Why spaces?

The Problem

How do you ensure everyone who checks out your code has the same tools and dependencies?

Most teams cobble together a mix of READMEs, setup scripts, and tribal knowledge. New contributors spend hours (or days) getting a working environment. CI pipelines diverge from local setups. Subtle version mismatches cause bugs that are impossible to reproduce.

Common Approaches

Docker / Dev Containers

Containers solve reproducibility by isolating everything in an image. However:

  • Heavy abstraction. You’re running a full Linux userspace, even on macOS and Windows. File I/O through bind mounts is slow, especially on macOS.
  • IDE friction. Editors need special extensions or remote connections to work inside containers.
  • Not composable. Combining tools from different images requires building a new image.
  • Linux-only builds. If you need to build or test natively on macOS or Windows, containers don’t help.

Monorepos (with Bazel, Buck, etc.)

Committing all source to a single repository and using a hermetic build system is powerful but comes with trade-offs:

  • All or nothing. Every project must adopt the monorepo’s build system and conventions.
  • Scaling overhead. Large monorepos require specialized tooling for checkout, indexing, and CI.
  • Steep learning curve. Build systems like Bazel have significant complexity — BUILD files, WORKSPACE rules, toolchain resolution, and remote execution.

Nix / Guix

Nix provides reproducible environments through a functional package manager:

  • Steep learning curve. The Nix language and ecosystem are difficult to learn.
  • Large store. Nix stores every dependency variant, consuming significant disk space.
  • Opaque builds. Understanding what Nix is doing requires deep knowledge of derivations.
  • Linux-centric. macOS support exists but is a second-class citizen.

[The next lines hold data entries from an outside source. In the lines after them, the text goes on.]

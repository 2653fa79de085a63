//! # Engine
//!
//! The composition of one write buffer and one database as a single
//! versioned store. Writes validate, append durably to the buffer, and
//! acknowledge; reads overlay the buffer (newest) on the database
//! (older). A background transporter drains aged buffer prefixes into
//! sealed database blocks.
//!
//! ```text
//!             writes                reads
//!               │                     │
//!               v                     v
//!        ┌────────────────────────────────────┐
//!        │                Engine              │
//!        │  version registry · token locks    │
//!        ├──────────────┬─────────────────────┤
//!        │ Write Buffer │──transport──> Database
//!        │ (append log) │               (blocks)
//!        └──────────────┴─────────────────────┘
//! ```
//!
//! ## Versioning
//!
//! One monotonic counter stamps every accepted write; at startup it is
//! seeded past the newest version either store holds durably, so a
//! restarted engine never reissues a version.
//!
//! ## Atomic Operations
//!
//! [`Engine::start_atomic_operation`] opens an optimistic, staged
//! operation; [`Engine::stage`] opens the session-scoped flavor
//! ([`Transaction`]). Both validate observed token versions at commit
//! inside a short exclusive critical section (token locks in canonical
//! order, then the version-broadcast latch) and learn about conflicting
//! writes in between through the registry's notifications.
//!
//! ## Failure Policy
//!
//! A durability failure in the buffer poisons the engine for writes —
//! every later write is rejected — while reads continue against the
//! last good state. Transport failures are retried on the next
//! transporter wakeup. Stopping the engine parks the transporter,
//! stops both stores, and leaves everything replayable on disk.

mod atomic;
mod locks;
mod registry;
mod transaction;

pub use atomic::AtomicOperation;
pub use locks::{Intent, LockBroker, Token};
pub use registry::{OperationState, TokenRegistry};
pub use transaction::Transaction;

use std::path::PathBuf;
use std::sync::atomic::{AtomicBool, Ordering};
use std::sync::Arc;
use std::thread::JoinHandle;
use std::time::Duration;

use eyre::{ensure, Result, WrapErr};
use parking_lot::{Condvar, Mutex};
use tracing::{info, warn};

use crate::bitset::LongBitSet;
use crate::buffer::Buffer;
use crate::config::{Config, TRANSPORT_IDLE_WAIT_MS};
use crate::db::Database;
use crate::store::Store;
use crate::types::{Operator, Revision, Value, Write};

pub(crate) struct EngineShared {
    pub(crate) environment: String,
    pub(crate) buffer: Buffer,
    pub(crate) database: Database,
    pub(crate) registry: TokenRegistry,
    pub(crate) locks: LockBroker,
    pub(crate) commit_latch: Mutex<()>,
    transport_batch: usize,
    running: AtomicBool,
    failed: AtomicBool,
    shutdown: AtomicBool,
    transport_pending: Mutex<bool>,
    transport_signal: Condvar,
}

impl EngineShared {
    pub(crate) fn check_readable(&self) -> Result<()> {
        ensure!(
            self.running.load(Ordering::Acquire),
            "engine for environment '{}' is not running",
            self.environment
        );
        Ok(())
    }

    pub(crate) fn check_writable(&self) -> Result<()> {
        self.check_readable()?;
        ensure!(
            !self.failed.load(Ordering::Acquire),
            "engine for environment '{}' rejected the write: a previous durability \
             failure poisoned it",
            self.environment
        );
        Ok(())
    }

    /// Appends a validated write and broadcasts the version change.
    /// Callers hold the token locks and the commit latch.
    pub(crate) fn apply(&self, write: Write) -> Result<Revision> {
        let revision = match self.buffer.append(write) {
            Ok(revision) => revision,
            Err(e) => {
                self.failed.store(true, Ordering::Release);
                return Err(e).wrap_err("durable append failed; engine now rejects writes");
            }
        };
        let tokens = Token::for_write(&revision.key, revision.record);
        self.registry.publish(&revision, &tokens);
        self.signal_transport();
        Ok(revision)
    }

    fn signal_transport(&self) {
        let mut pending = self.transport_pending.lock();
        *pending = true;
        self.transport_signal.notify_one();
    }
}

/// One environment's versioned store: a buffer and a database rooted at
/// two disjoint directories, plus the machinery for atomic operations.
pub struct Engine {
    shared: Arc<EngineShared>,
    transporter: Mutex<Option<JoinHandle<()>>>,
}

impl Engine {
    /// An engine for the config's default environment.
    pub fn new(config: &Config) -> Result<Self> {
        let default = config.default_environment.clone();
        Self::for_environment(config, &default)
    }

    /// An engine for a named environment. The name is sanitized; an
    /// empty sanitized name falls back to the config's default.
    pub fn for_environment(config: &Config, environment: &str) -> Result<Self> {
        config.validate()?;
        let (buffer_dir, database_dir) = config.environment_dirs(environment)?;
        let environment = crate::config::environment::sanitize_with_default(
            environment,
            &config.default_environment,
        );
        Ok(Self {
            shared: Arc::new(EngineShared {
                environment,
                buffer: Buffer::new(buffer_dir),
                database: Database::new(database_dir, config.block_seal_threshold),
                registry: TokenRegistry::new(),
                locks: LockBroker::new(),
                commit_latch: Mutex::new(()),
                transport_batch: config.transport_batch_size,
                running: AtomicBool::new(false),
                failed: AtomicBool::new(false),
                shutdown: AtomicBool::new(false),
                transport_pending: Mutex::new(false),
                transport_signal: Condvar::new(),
            }),
            transporter: Mutex::new(None),
        })
    }

    pub fn environment(&self) -> &str {
        &self.shared.environment
    }

    pub fn buffer_directory(&self) -> PathBuf {
        self.shared.buffer.directory().to_path_buf()
    }

    pub fn database_directory(&self) -> PathBuf {
        self.shared.database.directory().to_path_buf()
    }

    /// Starts both stores, aligns the version clock past everything
    /// durable, and launches the transporter.
    pub fn start(&self) -> Result<()> {
        ensure!(
            !self.shared.running.load(Ordering::Acquire),
            "engine for environment '{}' is already running",
            self.shared.environment
        );
        let database_max = self.shared.database.start()?;
        let buffer_max = self.shared.buffer.start()?;
        self.shared
            .buffer
            .align_version_clock(database_max.max(buffer_max));
        self.shared.shutdown.store(false, Ordering::Release);
        self.shared.running.store(true, Ordering::Release);

        let shared = Arc::clone(&self.shared);
        let handle = std::thread::Builder::new()
            .name(format!("transporter-{}", self.shared.environment))
            .spawn(move || transporter_loop(shared))
            .wrap_err("failed to spawn the transporter thread")?;
        *self.transporter.lock() = Some(handle);

        info!(
            environment = %self.shared.environment,
            version_floor = database_max.max(buffer_max),
            "engine started"
        );
        Ok(())
    }

    /// Parks the transporter and stops both stores. Untransported
    /// writes stay in the buffer's segments and replay on the next
    /// start.
    pub fn stop(&self) {
        if !self.shared.running.swap(false, Ordering::AcqRel) {
            return;
        }
        self.shared.shutdown.store(true, Ordering::Release);
        self.shared.signal_transport();
        if let Some(handle) = self.transporter.lock().take() {
            if handle.join().is_err() {
                warn!("transporter thread panicked during shutdown");
            }
        }
        self.shared.buffer.stop();
        self.shared.database.stop();
        info!(environment = %self.shared.environment, "engine stopped");
    }

    pub fn is_running(&self) -> bool {
        self.shared.running.load(Ordering::Acquire)
    }

    /// Adds `value` to (key, record). Returns false when the value is
    /// already present.
    pub fn add(&self, key: &str, value: Value, record: i64) -> Result<bool> {
        self.shared.check_writable()?;
        validate_key(key)?;
        let requests = Token::for_write(key, record)
            .into_iter()
            .map(|token| (token, Intent::Exclusive))
            .collect();
        let _grant = self.shared.locks.acquire(requests);
        let _latch = self.shared.commit_latch.lock();
        if self
            .shared
            .buffer
            .verify(key, &value, record, None, &self.shared.database)?
        {
            return Ok(false);
        }
        self.shared.apply(Write::add(key, value, record))?;
        Ok(true)
    }

    /// Removes `value` from (key, record). Returns false when the value
    /// is not present.
    pub fn remove(&self, key: &str, value: Value, record: i64) -> Result<bool> {
        self.shared.check_writable()?;
        validate_key(key)?;
        let requests = Token::for_write(key, record)
            .into_iter()
            .map(|token| (token, Intent::Exclusive))
            .collect();
        let _grant = self.shared.locks.acquire(requests);
        let _latch = self.shared.commit_latch.lock();
        if !self
            .shared
            .buffer
            .verify(key, &value, record, None, &self.shared.database)?
        {
            return Ok(false);
        }
        self.shared.apply(Write::remove(key, value, record))?;
        Ok(true)
    }

    /// Replaces every value of (key, record) with exactly `value`.
    pub fn set(&self, key: &str, value: Value, record: i64) -> Result<()> {
        self.shared.check_writable()?;
        validate_key(key)?;
        let requests = Token::for_write(key, record)
            .into_iter()
            .map(|token| (token, Intent::Exclusive))
            .collect();
        let _grant = self.shared.locks.acquire(requests);
        let _latch = self.shared.commit_latch.lock();
        let current = self
            .shared
            .buffer
            .select(key, record, None, &self.shared.database)?;
        for existing in current {
            self.shared.apply(Write::remove(key, existing, record))?;
        }
        self.shared.apply(Write::add(key, value, record))?;
        Ok(())
    }

    /// Opens an optimistic atomic operation over this engine.
    pub fn start_atomic_operation(&self) -> Result<AtomicOperation<'_>> {
        self.shared.check_readable()?;
        Ok(AtomicOperation::open(&self.shared))
    }

    /// Opens a session transaction (`stage` / `commit` / `abort`).
    pub fn stage(&self) -> Result<Transaction<'_>> {
        Ok(Transaction::open(self.start_atomic_operation()?))
    }

    /// Revisions waiting in the buffer, for observability and tests.
    pub fn backlog(&self) -> usize {
        self.shared.buffer.backlog()
    }

    /// Forces a full drain of the buffer into sealed, fsynced blocks.
    pub fn trigger_sync(&self) -> Result<()> {
        self.shared.check_readable()?;
        while self
            .shared
            .buffer
            .transport(&self.shared.database, self.shared.transport_batch)?
            > 0
        {}
        Ok(())
    }
}

impl Store for Engine {
    fn select(&self, key: &str, record: i64, ts: Option<i64>) -> Result<Vec<Value>> {
        self.shared.check_readable()?;
        self.shared
            .buffer
            .select(key, record, ts, &self.shared.database)
    }

    fn describe(&self, record: i64, ts: Option<i64>) -> Result<Vec<String>> {
        self.shared.check_readable()?;
        self.shared.buffer.describe(record, ts, &self.shared.database)
    }

    fn find(
        &self,
        key: &str,
        operator: Operator,
        values: &[Value],
        ts: Option<i64>,
    ) -> Result<LongBitSet> {
        self.shared.check_readable()?;
        let matcher = operator.bind(values)?;
        self.shared
            .buffer
            .find(key, &matcher, ts, &self.shared.database)
    }

    fn search(&self, key: &str, query: &str) -> Result<LongBitSet> {
        self.shared.check_readable()?;
        self.shared.buffer.search(key, query, &self.shared.database)
    }

    fn verify(&self, key: &str, value: &Value, record: i64, ts: Option<i64>) -> Result<bool> {
        self.shared.check_readable()?;
        self.shared
            .buffer
            .verify(key, value, record, ts, &self.shared.database)
    }
}

impl Drop for Engine {
    fn drop(&mut self) {
        self.stop();
    }
}

fn validate_key(key: &str) -> Result<()> {
    ensure!(!key.is_empty(), "keys must not be empty");
    Ok(())
}

fn transporter_loop(shared: Arc<EngineShared>) {
    loop {
        {
            let mut pending = shared.transport_pending.lock();
            if !*pending && !shared.shutdown.load(Ordering::Acquire) {
                shared.transport_signal.wait_for(
                    &mut pending,
                    Duration::from_millis(TRANSPORT_IDLE_WAIT_MS),
                );
            }
            *pending = false;
        }
        if shared.shutdown.load(Ordering::Acquire) {
            return;
        }
        while shared.buffer.backlog() > 0 && !shared.shutdown.load(Ordering::Acquire) {
            match shared.buffer.transport(&shared.database, shared.transport_batch) {
                Ok(0) => break,
                Ok(_) => continue,
                Err(e) => {
                    warn!(error = %e, "transport failed, retrying on next wakeup");
                    break;
                }
            }
        }
    }
}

Package Managers (apt, brew, choco)

System package managers are convenient but problematic for development:

  • Global state. Installing a package changes system state for all projects, creating conflicts.
  • Version pinning is fragile. Two projects that need different versions of the same tool clash.
  • Not reproducible. brew install cmake gives you whatever version is current, not what your project requires.

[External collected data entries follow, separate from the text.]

impl Database {
    pub fn new<P: AsRef<Path>>(dir: P, seal_threshold: usize) -> Self {
        let dir = dir.as_ref().to_path_buf();
        Self {
            primary: Family::new(FamilyKind::Primary, &dir),
            secondary: Family::new(FamilyKind::Secondary, &dir),
            search: Family::new(FamilyKind::Search, &dir),
            dir,
            next_block_id: AtomicU64::new(1),
            seal_threshold,
            primary_cache: Mutex::new(PrimaryCache::default()),
            secondary_cache: Mutex::new(SecondaryCache::default()),
            running: AtomicBool::new(false),
        }
    }

    pub fn directory(&self) -> &Path {
        &self.dir
    }

    /// Replays the block catalogs, discards unbalanced block ids, and
    /// returns the newest version this database has durably persisted.
    pub fn start(&self) -> Result<i64> {
        ensure!(
            !self.running.load(Ordering::Acquire),
            "database at '{}' is already running",
            self.dir.display()
        );
        for family in self.families() {
            io::mkdirs(&family.dir)?;
        }

        let catalogs: Vec<HashSet<u64>> = self
            .families()
            .iter()
            .map(|family| {
                io::list_numbered_files(&family.dir, block::BLOCK_EXTENSION)
                    .map(|files| files.into_iter().map(|(id, _)| id).collect())
            })
            .collect::<Result<_>>()?;

        let balanced: HashSet<u64> = catalogs
            .iter()
            .skip(1)
            .fold(catalogs[0].clone(), |acc, ids| {
                acc.intersection(ids).copied().collect()
            });

        for (family, catalog) in self.families().iter().zip(&catalogs) {
            for id in catalog.difference(&balanced) {
                warn!(
                    family = family.kind.dir_name(),
                    block = id,
                    "discarding unbalanced block"
                );
                self.discard_block_files(family, *id)?;
            }
        }

        let mut max_id = 0u64;
        let mut max_version = 0i64;
        let mut ordered: Vec<u64> = balanced.into_iter().collect();
        ordered.sort_unstable();
        for family in self.families() {
            let mut opened = Vec::with_capacity(ordered.len());
            for id in &ordered {
                match Block::open(family.kind, *id, &family.dir) {
                    Ok(block) => {
                        max_version = max_version.max(block.max_version());
                        opened.push(block);
                    }
                    Err(e) => {
                        warn!(
                            family = family.kind.dir_name(),
                            block = id,
                            error = %e,
                            "discarding unreadable block"
                        );
                        self.discard_everywhere(*id)?;
                        return self.start_after_discard();
                    }
                }
            }
            let mut state = family.state.write();
            state.sealed = opened;
            state.current = Vec::new();
            max_id = max_id.max(ordered.last().copied().unwrap_or(0));
        }

        self.next_block_id.store(max_id + 1, Ordering::Release);
        self.primary_cache.lock().clear();
        self.secondary_cache.lock().clear();
        self.running.store(true, Ordering::Release);
        info!(
            dir = %self.dir.display(),
            blocks = ordered.len(),
            max_version,
            "database started"
        );
        Ok(max_version)
    }

    /// Closes the catalogs and unmaps every sealed block. Unsealed
    /// current-block revisions are dropped; their durable home is the
    /// write buffer until a sync is acknowledged.
    pub fn stop(&self) {
        if !self.running.swap(false, Ordering::AcqRel) {
            return;
        }
        for family in self.families() {
            let mut state = family.state.write();
            state.sealed.clear();
            state.current.clear();
        }
        self.primary_cache.lock().clear();
        self.secondary_cache.lock().clear();
        info!(dir = %self.dir.display(), "database stopped");
    }

    pub fn is_running(&self) -> bool {
        self.running.load(Ordering::Acquire)
    }

    /// Appends a revision to the current block of every family and to any
    /// matching cached views. Seals all families when one crosses the
    /// seal threshold.
    pub fn accept(&self, revision: Revision) -> Result<()> {
        self.check_running()?;
        let mut primary = self.primary.state.write();
        let mut secondary = self.secondary.state.write();
        let mut search = self.search.state.write();

        primary.current.push(revision.clone());
        secondary.current.push(revision.clone());
        if revision.value.is_search_indexable() {
            if let Some(text) = revision.value.as_text() {
                for token in tokenize(text) {
                    let mut indexed = revision.clone();
                    indexed.value = Value::String(token);
                    search.current.push(indexed);
                }
            }
        }

        let threshold = self.seal_threshold;
        if primary.current.len() >= threshold
            || secondary.current.len() >= threshold
            || search.current.len() >= threshold
        {
            self.seal_locked(&mut primary, &mut secondary, &mut search)?;
        }

        self.primary_cache.lock().apply(&revision);
        self.secondary_cache.lock().apply(&revision);
        Ok(())
    }

    /// Seals the current blocks of every family and fsyncs, even below
    /// the threshold. A no-op when nothing has been accepted since the
    /// last seal.
    pub fn trigger_sync(&self) -> Result<()> {
        self.check_running()?;
        let mut primary = self.primary.state.write();
        let mut secondary = self.secondary.state.write();
        let mut search = self.search.state.write();
        if primary.current.is_empty()
            && secondary.current.is_empty()
            && search.current.is_empty()
        {
            return Ok(());
        }
        self.seal_locked(&mut primary, &mut secondary, &mut search)
    }

    /// The number of blocks in a family's catalog, counting the mutable
    /// current block as the newest entry.
    pub fn block_count(&self, kind: FamilyKind) -> usize {
        self.family(kind).state.read().sealed.len() + 1
    }

    /// All values of (key, record), folded in version order.
    pub fn select(&self, key: &str, record: i64, ts: Option<i64>) -> Result<Vec<Value>> {
        self.check_running()?;
        if ts.is_none() {
            if let Some(hit) = self.primary_cache.lock().get(record, key) {
                return Ok(hit);
            }
        }
        let state = self.primary.state.read();
        let membership = block::primary_membership(record, key);
        let group = block::primary_group(record);
        let mut revisions = Vec::new();
        for sealed in &state.sealed {
            if !sealed.maybe_contains(&membership) {
                continue;
            }
            for revision in sealed.scan_group(&group)? {
                if revision.key == key && within(&revision, ts) {
                    revisions.push(revision);
                }
            }
        }
        for revision in &state.current {
            if revision.record == record && revision.key == key && within(revision, ts) {
                revisions.push(revision.clone());
            }
        }
        let values = record::fold_values(revisions);
        if ts.is_none() {
            // Inserted while the family read latch is held, so a racing
            // accept cannot slip a revision between the fold and the
            // cache becoming visible.
            self.primary_cache.lock().insert(record, key, values.clone());
        }
        drop(state);
        Ok(values)
    }

    /// The keys of `record` that currently hold at least one value.
    pub fn describe(&self, record: i64, ts: Option<i64>) -> Result<Vec<String>> {
        self.check_running()?;
        let state = self.primary.state.read();
        let group = block::primary_group(record);
        let mut revisions = Vec::new();
        for sealed in &state.sealed {
            for revision in sealed.scan_group(&group)? {
                if within(&revision, ts) {
                    revisions.push(revision);
                }
            }
        }
        for revision in &state.current {
            if revision.record == record && within(revision, ts) {
                revisions.push(revision.clone());
            }
        }
        drop(state);

        revisions.sort_by_key(|r| r.version);
        let mut folds: BTreeMap<String, Vec<Value>> = BTreeMap::new();
        for revision in revisions {
            let values = folds.entry(revision.key.clone()).or_default();
            record::fold_value(values, revision.action, &revision.value);
        }
        Ok(folds
            .into_iter()
            .filter(|(_, values)| !values.is_empty())
            .map(|(key, _)| key)
            .collect())
    }

    /// The qualifying values of `key` and the records currently holding
    /// each, per the bound operator.
    pub fn explore(
        &self,
        key: &str,
        matcher: &OperatorMatcher,
        ts: Option<i64>,
    ) -> Result<BTreeMap<Value, LongBitSet>> {
        self.check_running()?;
        if ts.is_none() {
            if let Some(index) = self.secondary_cache.lock().get(key) {
                return Ok(filter_index(index, matcher));
            }
        }
        let state = self.secondary.state.read();
        let group = block::keyed_group(key);
        let mut revisions = Vec::new();
        for sealed in &state.sealed {
            for revision in sealed.scan_group(&group)? {
                if within(&revision, ts) {
                    revisions.push(revision);
                }
            }
        }
        for revision in &state.current {
            if revision.key == key && within(revision, ts) {
                revisions.push(revision.clone());
            }
        }
        let index = record::fold_index(revisions);
        let filtered = filter_index(&index, matcher);
        if ts.is_none() {
            self.secondary_cache.lock().insert(key, index);
        }
        drop(state);
        Ok(filtered)
    }

    /// The records where `key` satisfies the operator against `values`.
    pub fn find(
        &self,
        key: &str,
        operator: Operator,
        values: &[Value],
        ts: Option<i64>,
    ) -> Result<LongBitSet> {
        let matcher = operator.bind(values)?;
        let mut records = LongBitSet::new();
        for qualifying in self.explore(key, &matcher, ts)?.values() {
            records.union_with(qualifying);
        }
        Ok(records)
    }

    /// The records whose current STRING values of `key` contain every
    /// token of `query`.
    pub fn search(&self, key: &str, query: &str) -> Result<LongBitSet> {
        let revisions = self.search_revisions(key)?;
        Ok(record::search_fold_and_match(revisions, query))
    }

    /// Raw search-family revisions for `key`, sealed blocks plus the
    /// current block. The buffer overlay extends this run with its own
    /// token revisions before folding.
    pub(crate) fn search_revisions(&self, key: &str) -> Result<Vec<Revision>> {
        self.check_running()?;
        let state = self.search.state.read();
        let group = block::keyed_group(key);
        let mut revisions = Vec::new();
        for sealed in &state.sealed {
            revisions.extend(sealed.scan_group(&group)?);
        }
        for revision in &state.current {
            if revision.key == key {
                revisions.push(revision.clone());
            }
        }
        Ok(revisions)
    }

    /// True iff (key, value, record) is present under the fold.
    pub fn verify(&self, key: &str, value: &Value, record: i64, ts: Option<i64>) -> Result<bool> {
        Ok(self.select(key, record, ts)?.contains(value))
    }

    fn families(&self) -> [&Family; 3] {
        [&self.primary, &self.secondary, &self.search]
    }

    fn family(&self, kind: FamilyKind) -> &Family {
        match kind {
            FamilyKind::Primary => &self.primary,
            FamilyKind::Secondary => &self.secondary,
            FamilyKind::Search => &self.search,
        }
    }

    fn check_running(&self) -> Result<()> {
        ensure!(
            self.running.load(Ordering::Acquire),
            "database at '{}' is not running",
            self.dir.display()
        );
        Ok(())
    }

    fn seal_locked<'a>(
        &self,
        primary: &mut RwLockWriteGuard<'a, FamilyState>,
        secondary: &mut RwLockWriteGuard<'a, FamilyState>,
        search: &mut RwLockWriteGuard<'a, FamilyState>,
    ) -> Result<()> {
        let id = self.next_block_id.fetch_add(1, Ordering::AcqRel);
        for (family, state) in [
            (&self.primary, primary),
            (&self.secondary, secondary),
            (&self.search, search),
        ] {
            let revisions = std::mem::take(&mut state.current);
            let block = Block::seal(family.kind, id, &family.dir, revisions)
                .wrap_err_with(|| format!("failed to seal {} block {}", family.kind.dir_name(), id))?;
            state.sealed.push(block);
        }
        Ok(())
    }

    fn discard_block_files(&self, family: &Family, id: u64) -> Result<()> {
        io::delete_file(&family.dir.join(format!("{}.{}", id, block::BLOCK_EXTENSION)))?;
        io::delete_file(&family.dir.join(format!("{}.{}", id, block::INDEX_EXTENSION)))
    }

    fn discard_everywhere(&self, id: u64) -> Result<()> {
        for family in self.families() {
            self.discard_block_files(family, id)?;
        }
        Ok(())
    }

    fn start_after_discard(&self) -> Result<i64> {
        // A block failed to open and was discarded in every family; the
        // catalogs changed, so replay from scratch.
        for family in self.families() {
            let mut state = family.state.write();
            state.sealed.clear();
            state.current.clear();
        }
        self.start()
    }
}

Build System Dependency Management (CMake FetchContent, Cargo, etc.)

Language-specific tools handle their own ecosystem well but:

  • Single-language scope. They don’t manage tools outside their ecosystem (formatters, linters, code generators).
  • No workspace concept. They manage build dependencies, not the broader development environment.

How spaces Is Different

spaces is a lightweight workspace manager — a single, statically linked binary — that gives you:

CapabilityHow spaces does it
Reproducible toolsBinary archives are downloaded by SHA256 hash and hard-linked from a content-addressed store into your workspace sysroot.
Multi-repo checkoutAssemble a workspace from multiple git repositories, each at a pinned revision.
Cross-platformWorks natively on macOS (x86_64, aarch64), Linux (x86_64), and Windows (x86_64).
Task executionRun builds, tests, and pre-commit checks through a dependency graph with parallel execution.
ComposableStarlark rules are just functions. Packages like rust_add() and cmake_add() encapsulate complex setup behind simple calls.
Efficient storageDownloaded artifacts are SHA256-hashed and stored once in ~/.spaces/store. Multiple workspaces share the same binaries via hard links.
IDE integrationCheckout rules can populate .vscode/settings.json, .zed/settings.json, and other config so your IDE works immediately.

How It Works

spaces executes starlark scripts in two phases:

  1. Checkout: assemble a workspace — git repos, binary tools, archives, and configuration files.
  2. Run: execute tasks (build, test, format, deploy) through a dependency graph.

All workflows follow the same pattern:

spaces checkout-repo \
  --url=<git-repo-url> \
  --name=<workspace-folder-name> \
  --rev=main
cd <workspace-folder-name>
spaces run

For example, checking out and building the spaces source code:

spaces checkout-repo \
  --url=https://github.com/work-spaces/spaces \
  --rev=main \
  --new-branch=spaces \
  --name=issue-x-fix-something
cd issue-x-fix-something
spaces run //spaces:check

The checkout step creates a self-contained workspace folder. Inside, sysroot/bin contains the exact tool versions your project needs — isolated from the system and from other workspaces.